A recent Twitter exchange with a 250-follower strong sports troll supports this assertion. ‘Bro at this point he has no football left in him man he been throwing against the wind and ghost dbs (defensive backs) for years,’ wrote the kid, in response to Cole’s retweet of a post pondering whether Colin Kaepernick could be picked up by an NFL team in the off-season. Five years ago, Kaepernick was exiled from the league after refusing to relent kneeling during the national anthem, played prior to kick-off, as a sign of solidarity with those who suffered police brutality.
‘Respectfully lil bro, how could you know what he has in him and what he doesn’t?’ Cole’s retort began. ‘And, respectfully, you’re 100% right about throwing against the wind and to ghost db’s. But always remember, he’s been doing that every day for five years, when the entire world was saying he had zero shot of ever playing again. Have you ever wanted something that bad?’
Cole’s first rap name, ‘Therapist’, was given to him by ‘Bomm Sheltuh’ a rap duo from his hometown of Fayetteville, North Carolina. He appreciated the gesture, but dropped the moniker four years later, deciding to go by an abbreviation of his name instead. Yet the name feels like a prophetic declaration. Cole’s lyrics, and his musing at large, have a distinctly therapeutic feel. Perhaps it is best described as a medicine for a culture sick from self-indulgence.
‘It’s a practical joke or a wink from God because in my life – now as an adult man – I realise that I play that role for a lot of people, and willingly and lovingly,’ he told iconic hip-hop figure Nardwuar about the name. ‘I love to listen to people talk; I love to ask them questions that may allow them to open up a part of themselves that maybe they hadn’t thought about before or accessed before. So ironically, I have become the therapist without that rap name.’
His self-awareness is astounding and reveals itself in his art and life in equal measure. In 2012, Cole was nominated for a Grammy for Best New Artist. His family gathered in their home to watch the show, while Cole prepared for a show in New York. He lost to indie folk band Bon Iver, who was part of a group of nominees that included Skrillex and Nicki Minaj.

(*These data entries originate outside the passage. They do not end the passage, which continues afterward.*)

//! Document version parsing and the closed registry of supported documents.
//!
//! Every spec document carries a `version` string of the form
//! `<provider>:<doc_type>:<doc_type_version>`. The document type may itself
//! contain colons, so parsing takes the first segment as the provider, the
//! last as the version, and joins everything in between back into the type.

use crate::error::SpecError;
use serde::{Deserialize, Serialize};
use std::fmt;
use std::str::FromStr;

/// Supported `(doc_type, doc_type_version)` pairs. A document whose version
/// resolves outside this table is rejected before any payload processing.
pub const SUPPORTED_DOCUMENTS: &[(&str, &str, DocKind)] = &[
    ("http", "0.7.2", DocKind::Fetch),
    ("validation", "0.7.2", DocKind::Validate),
    ("workflow", "0.8.0", DocKind::Workflow),
];

/// The kind of payload a document carries, decided once at load time.
#[derive(Debug, Clone, Copy, PartialEq, Eq, Serialize, Deserialize)]
#[serde(rename_all = "lowercase")]
pub enum DocKind {
    /// An outbound HTTP request description.
    Fetch,
    /// An assertion set evaluated against a data payload.
    Validate,
    /// An ordered sequence of fetch/validate tasks.
    Workflow,
}

impl fmt::Display for DocKind {
    fn fmt(&self, f: &mut fmt::Formatter<'_>) -> fmt::Result {
        match self {
            DocKind::Fetch => write!(f, "fetch"),
            DocKind::Validate => write!(f, "validate"),
            DocKind::Workflow => write!(f, "workflow"),
        }
    }
}

/// Parsed and registry-checked document version.
#[derive(Debug, Clone, PartialEq, Eq, Serialize, Deserialize)]
pub struct DocVersion {
    pub provider: String,
    pub doc_type: String,
    pub doc_type_version: String,
    /// Handler selected from the registry for this type+version pair.
    pub kind: DocKind,
}

impl DocVersion {
    /// Parses a raw version string and validates it against the registry.
    pub fn parse(raw: &str) -> Result<Self, SpecError> {
        let segments: Vec<&str> = raw.split(':').collect();
        if segments.len() < 3 {
            return Err(SpecError::Version(format!(
                "expected '<provider>:<doc_type>:<version>', got '{raw}'"
            )));
        }
        if segments.iter().any(|segment| segment.trim().is_empty()) {
            return Err(SpecError::Version(format!("empty segment in '{raw}'")));
        }

        let provider = segments[0].trim().to_string();
        let doc_type_version = segments[segments.len() - 1].trim().to_string();
        let doc_type = segments[1..segments.len() - 1].join(":").trim().to_string();

        let kind = SUPPORTED_DOCUMENTS
            .iter()
            .find(|(supported_type, supported_version, _)| {
                *supported_type == doc_type && *supported_version == doc_type_version
            })
            .map(|(_, _, kind)| *kind)
            .ok_or_else(|| {
                SpecError::Version(format!(
                    "unsupported document '{doc_type}:{doc_type_version}'"
                ))
            })?;

        Ok(Self {
            provider,
            doc_type,
            doc_type_version,
            kind,
        })
    }
}

impl FromStr for DocVersion {
    type Err = SpecError;

    fn from_str(raw: &str) -> Result<Self, Self::Err> {
        Self::parse(raw)
    }
}

impl fmt::Display for DocVersion {
    fn fmt(&self, f: &mut fmt::Formatter<'_>) -> fmt::Result {
        write!(f, "{}:{}:{}", self.provider, self.doc_type, self.doc_type_version)
    }
}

It devastated him, but in hindsight, the experience shaped who he would eventually become. ‘It would have been disastrous for me, because subconsciously it would’ve been sending me a signal of like “Okay, I am supposed to be this guy”,’ he told GQ in 2018. ‘But I would’ve been the dude that had that one great album and then fizzled out.’
Instead, he is ‘that dude’ who was Jay-Z’s first signing for his Roc Nation label. ‘That dude’ who went platinum with no features. ‘That dude’ who produced celebrated tracks for Kendrick Lamar and a clutch of other giants in the rap game. ‘That dude’ who paused a rap career to chase a childhood dream of playing basketball professionally. This took the form of a 37-year-old Cole uprooting his life in America to play for Rwanda Patriots in the Basketball Africa League in 2021, and later signed to play for Scarborough Shooting Stars of the Canadian Elite Basketball League. ‘That dude’ has lived his life on his own terms. In the process, he has become a reference point for us to do just that.